La dueña del repiqueteo sube los cuatro escalones que la separa del escenario, algo tambaleante debido a la falta de práctica de llevar tacones. Si por ella fuera, hubiera llevado sus bailarinas tan acostumbradas o, mejor aún, sus adoradas All Stars blancas. No obstante, la ceremonia exige etiqueta formal por lo que allí está ella, haciendo equilibrio sobre sus tacones de diez centímetros con plataforma incorporada. Plateada. Su vestido, tres cuartos, con vuelo, mucho vuelo y cuyo color recuerda al mar en calma, la hacen brillar con luz propia.

Tras ella y el profesor, el proyector muestra una graciosa imagen de una niña pequeña, quien aparece gateando sobre las hierbas alta del jardín de su casa, con sonrisa traviesa y ojos despiertos y chispeantes. Pensando, sin sombra de duda por la expresión pícara que muestra su rostro, en lo que hará una vez logre ponerse en pie y caminar. Joshua recuerda perfectamente ese día, pues él estaba allí, a su lado, sobre la hierba, hablándole sobre margaritas y mariquitas mágicas. Recordó como su protegida aplaudió, con sus manos de dedos regordetes, al ver volar al gracioso animal rojo con puntitos negros que se había posado en su pulgar. Sandra también estaba allí, ella había sido quien había hecho aquella fotografía, aunque, como él, no figuraba en ella.
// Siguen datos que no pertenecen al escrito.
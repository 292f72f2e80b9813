//! Abstract storage traits for delegation intents.
//!
//! Every storage backend (on-chain KV store, database, in-memory for testing)
//! implements these traits. The rest of the codebase depends only on the traits.

pub mod error;
pub mod intent;

pub use error::StoreError;
pub use intent::IntentStore;
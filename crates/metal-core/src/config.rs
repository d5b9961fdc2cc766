//! Configuration structures for management API clients.
//!
//! An orchestrator describes each machine's management agent with a
//! [`ManagementApiConfig`], typically deserialized from its own resource
//! definitions.

use crate::client::{ClientConfig, DEFAULT_TIMEOUT_SECS};
use crate::error::{Error, Result};
use serde::{Deserialize, Serialize};
use std::time::Duration;
use validator::Validate;

/// Management API description for a single machine.
///
/// The endpoint is carried verbatim. Malformed endpoints surface as
/// [`Error::InvalidEndpoint`] when a request is issued, not here.
#[derive(Debug, Clone, PartialEq, Eq, Serialize, Deserialize, Validate)]
pub struct ManagementApiConfig {
    /// `host:port` of the management agent
    pub endpoint: String,

    /// Request timeout in seconds
    #[validate(range(min = 1, max = 300))]
    #[serde(default = "default_timeout_secs")]
    pub timeout_secs: u64,

    /// Reject non-200 responses on the status query before decoding
    #[serde(default)]
    pub strict_status_check: bool,
}

const fn default_timeout_secs() -> u64 {
    DEFAULT_TIMEOUT_SECS
}

impl ManagementApiConfig {
    /// Create a configuration for the given `host:port` endpoint.
    #[must_use]
    pub fn new(endpoint: impl Into<String>) -> Self {
        Self {
            endpoint: endpoint.into(),
            timeout_secs: default_timeout_secs(),
            strict_status_check: false,
        }
    }

    /// Parse and validate a JSON document.
    ///
    /// # Errors
    ///
    /// Returns [`Error::ConfigError`] if the document is not valid JSON for
    /// this structure or a value is out of range.
    pub fn from_json(json: &str) -> Result<Self> {
        let config: Self = serde_json::from_str(json)
            .map_err(|e| Error::ConfigError(format!("Invalid management API config: {e}")))?;
        config.validate_config()?;
        Ok(config)
    }

    /// Set request timeout in seconds.
    #[must_use]
    pub const fn with_timeout(mut self, seconds: u64) -> Self {
        self.timeout_secs = seconds;
        self
    }

    /// Enable or disable the strict status check.
    #[must_use]
    pub const fn with_strict_status_check(mut self, strict: bool) -> Self {
        self.strict_status_check = strict;
        self
    }

    /// Get the request timeout as a Duration.
    #[must_use]
    pub const fn timeout(&self) -> Duration {
        Duration::from_secs(self.timeout_secs)
    }

    /// Derive the HTTP client configuration for this endpoint.
    #[must_use]
    pub const fn client_config(&self) -> ClientConfig {
        ClientConfig::new().with_timeout(self.timeout())
    }

    /// Validate value ranges.
    ///
    /// # Errors
    ///
    /// Returns [`Error::ConfigError`] describing the offending fields.
    pub fn validate_config(&self) -> Result<()> {
        self.validate().map_err(Error::from)
    }
}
Con su repiqueteo de bailarina de claqué en practicas, Alana subió al escenario. Una vez en la cúspide, estrechó, con fuerza y seguridad, la mano del catedrático elegido como maestro de ceremonia. Con la otra mano, éste le hizo entrega, de forma simbólica, del título universitario. El público aplaude, sin excepción, como suele ocurrir en toda celebración. El flash de una cámara ilumina el escenario, dando aviso a la recién graduada de que la fotografía, que quedará como recuerdo de ese día, ya ha sido tomada. Alana debe seguir adelante para dejar espacio a quien viene detrás. Antes de dar un paso, la recién graduada se detiene un instante y se permite disfrutar de ese aplauso que es solo para ella. Después, continúa el camino marcado y baja del escenario. Tras ella, escucha como unos nuevos tacones suben y toman el protagonismo.
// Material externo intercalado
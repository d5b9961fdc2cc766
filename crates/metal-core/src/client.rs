//! HTTP client configuration.
//!
//! Each management client owns its own [`reqwest::Client`] built from a
//! [`ClientConfig`], so connection pool limits and timeouts are scoped to the
//! instance rather than shared process-wide.

use crate::error::{Error, Result};
use std::time::Duration;

/// Default per-request timeout for management API calls (in seconds)
pub const DEFAULT_TIMEOUT_SECS: u64 = 10;

// Connection pool settings

/// Default idle timeout for connection pools
pub const DEFAULT_POOL_IDLE_TIMEOUT: u64 = 90;

/// Default maximum idle connections per host
pub const DEFAULT_POOL_MAX_IDLE_PER_HOST: usize = 10;

/// HTTP client configuration.
///
/// Configures request timeouts, connection pooling and request logging.
#[derive(Debug, Clone, PartialEq, Eq)]
pub struct ClientConfig {
    /// Request timeout, measured from issuance to the end of the body
    pub timeout: Duration,

    /// Connection pool idle timeout
    pub pool_idle_timeout: Duration,

    /// Maximum idle connections per host
    pub pool_max_idle_per_host: usize,

    /// Enable request/response logging
    pub enable_logging: bool,
}

impl ClientConfig {
    /// Create a new client configuration with default values.
    #[must_use]
    pub const fn new() -> Self {
        Self {
            timeout: Duration::from_secs(DEFAULT_TIMEOUT_SECS),
            pool_idle_timeout: Duration::from_secs(DEFAULT_POOL_IDLE_TIMEOUT),
            pool_max_idle_per_host: DEFAULT_POOL_MAX_IDLE_PER_HOST,
            enable_logging: true,
        }
    }

    /// Set request timeout.
    #[must_use]
    pub const fn with_timeout(mut self, timeout: Duration) -> Self {
        self.timeout = timeout;
        self
    }

    /// Set connection pool idle timeout.
    #[must_use]
    pub const fn with_pool_idle_timeout(mut self, timeout: Duration) -> Self {
        self.pool_idle_timeout = timeout;
        self
    }

    /// Set maximum idle connections per host.
    #[must_use]
    pub const fn with_pool_max_idle(mut self, max: usize) -> Self {
        self.pool_max_idle_per_host = max;
        self
    }

    /// Enable or disable logging.
    #[must_use]
    pub const fn with_logging(mut self, enabled: bool) -> Self {
        self.enable_logging = enabled;
        self
    }

    /// Build an owned HTTP client from this configuration.
    ///
    /// The request timeout is not baked into the client; callers pass it to
    /// every request so it can be overridden per call.
    ///
    /// # Errors
    ///
    /// Returns [`Error::ConfigError`] if the underlying client cannot be
    /// initialized.
    pub fn build_http_client(&self) -> Result<reqwest::Client> {
        reqwest::Client::builder()
            .pool_idle_timeout(self.pool_idle_timeout)
            .pool_max_idle_per_host(self.pool_max_idle_per_host)
            .build()
            .map_err(|e| Error::ConfigError(format!("Failed to build HTTP client: {e}")))
    }
}

impl Default for ClientConfig {
    fn default() -> Self {
        Self::new()
    }
}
Mientras se dirige de vuelta a su asiento, Alana piensa en la curiosidad de los instantes, pues durante tres años esperó con ansia este momento de culminación oficial de sus estudios universitarios. Tres años de duro trabajo por unos aplausos que duraron solo unos segundos. Y por un papel firmado. La recién graduada recuerda lo que siempre le decía su abuela Flora, «lo verdaderamente importante no es llegar, pues tarde o temprano lo harás, lo importante es cada momento presente que has vivido y que te ha traído hasta este preciso momento. Todos son igual de importantes». Inconscientemente, Alana asiente con la cabeza, totalmente conforme con las palabras de su abuela.

Justo antes de sentarse en su butaca de terciopelo rojo, Alana mira hacia su público particular y les lanza un gran beso cargado de todo el amor y el agradecimiento que siente en ese momento por ellos. Todos sus seres más queridos están allí, con ella. Aplaudiendo con fuerza y con el orgullo brillando en su mirada. ¿Puede haber un momento más perfecto?  

...

– ¿Y ahora qué Alana? – le preguntó Flora en el jardín de su casa, sentada en el banco de latón blanco, bajo la sombra del sauce llorón.